NEI <- readRDS("summarySCC_PM25.rds")
SCC <- readRDS("Source_Classification_Code.rds")
NEI$year<-as.factor(NEI$year)
NEI$type<-as.factor(NEI$type)
subset_NEI_1<-subset(NEI,fips=="24510")
subset_NEI_2<-subset(NEI,fips=="06037")
split_subset_NEI_1<-split(subset_NEI_1,subset_NEI_1$year)
split_subset_NEI_2<-split(subset_NEI_2,subset_NEI_2$year)
emissions_from_vehicles_in_baltimore<-c()
emissions_from_vehicles_in_LA<-c()
vehicle_pattern=".*vehicle.*"
index<-c()
index<-c(index,grep(vehicle_pattern,SCC$SCC.Level.One,ignore.case=TRUE,perl=TRUE))
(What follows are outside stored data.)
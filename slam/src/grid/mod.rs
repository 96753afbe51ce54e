mod io;
mod map;
mod occupancy;
mod ray;
pub mod sensor_model;

pub use map::{Cell, GridData};
pub use occupancy::{GridMap, GridMapConfig, SensorPose};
index<-c(index,grep(vehicle_pattern,SCC$SCC.Level.Two,ignore.case=TRUE,perl=TRUE))
index<-c(index,grep(vehicle_pattern,SCC$SCC.Level.Three,ignore.case=TRUE,perl=TRUE))
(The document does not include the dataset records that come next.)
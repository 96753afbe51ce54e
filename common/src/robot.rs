use std::f32::consts::TAU;

/// A single reading of a rotating range sensor.
#[derive(Debug, Clone, Copy, Default, PartialEq)]
pub struct ScanReading {
    /// The measured distance, given in the same linear unit as the map resolution.
    pub range: f32,

    /// The angle this reading was acquired at (relative to the sensor zero) in radians.
    pub bearing: f32,
}

impl ScanReading {
    pub fn new(range: f32, bearing: f32) -> Self {
        Self { range, bearing }
    }
}

/// Contains all readings of a single scan (a complete revolution), ordered by increasing bearing
/// starting at angle 0.
#[derive(Debug, Clone, Default)]
pub struct Scan {
    pub id: usize,
    pub readings: Vec<ScanReading>,
}

impl Scan {
    /// Builds a scan from ranges only. The bearing of each reading is derived from its index,
    /// using a fixed angular increment of `2π / ranges.len()`.
    pub fn from_ranges(id: usize, ranges: &[f32]) -> Self {
        let increment = TAU / ranges.len() as f32;

        Self {
            id,
            readings: ranges
                .iter()
                .enumerate()
                .map(|(i, &range)| ScanReading::new(range, i as f32 * increment))
                .collect(),
        }
    }

    /// A scan where every one of the `count` readings measured the same `range`.
    pub fn uniform(id: usize, count: usize, range: f32) -> Self {
        Self::from_ranges(id, &vec![range; count])
    }

    pub fn len(&self) -> usize {
        self.readings.len()
    }

    pub fn is_empty(&self) -> bool {
        self.readings.is_empty()
    }
}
index<-c(index,grep(vehicle_pattern,SCC$SCC.Level.Four,ignore.case=TRUE,perl=TRUE))
index<-unique(index)
SCC_from_index<-SCC$SCC[index]
for(i in 1:length(split_subset_NEI_1))
{
sum_vehicular_emissions=0
for(j in 1:nrow(split_subset_NEI_1[[i]]))
{
if(split_subset_NEI_1[[i]]$SCC[j] %in% SCC_from_index)
{
sum_vehicular_emissions=sum_vehicular_emissions+split_subset_NEI_1[[i]]$Emissions[j]
}
}
emissions_from_vehicles_in_baltimore<-c(emissions_from_vehicles_in_baltimore,sum_vehicular_emissions)
}
for(i in 1:length(split_subset_NEI_2))
{
sum_vehicular_emissions=0
for(j in 1:nrow(split_subset_NEI_2[[i]]))
{
if(split_subset_NEI_2[[i]]$SCC[j] %in% SCC_from_index)
{
sum_vehicular_emissions=sum_vehicular_emissions+split_subset_NEI_2[[i]]$Emissions[j]
}
}
emissions_from_vehicles_in_LA<-c(emissions_from_vehicles_in_LA,sum_vehicular_emissions)
}
library(ggplot2)
x<-data.frame()
year<-levels(NEI$year)
year<-as.numeric(as.character(year))
for(i in 1:4)
{
x<-rbind(x,c(emissions_from_vehicles_in_baltimore[i],year[i]))
}
for(i in 1:4)
{
x<-rbind(x,c(emissions_from_vehicles_in_LA[i],year[i]))
}
x$county<-c(rep("BAltimore",4),rep("LA",4))
names(x)<-c("Emissions","year","county")
g<-ggplot(x,aes(year,Emissions))
f<-g+geom_point()+facet_wrap(~county,nrow=1,ncol=4)+geom_smooth(method="lm",aes(group=1),fill=NA)
f+labs(x="year")+labs(y="Emissions from motor vehicle sources across Baltimore and LA")+labs(title=" Emission comparison between Baltimore and LA")
As evident from the plot and the regression line, the emissions from Baltimore has decreased over time while the same has increased for Los Angeles esp during from 1999-2005, coming down in 2005-2008 period. Also, the emission from LA county is much greater than Baltimore mostly due to the size of the county.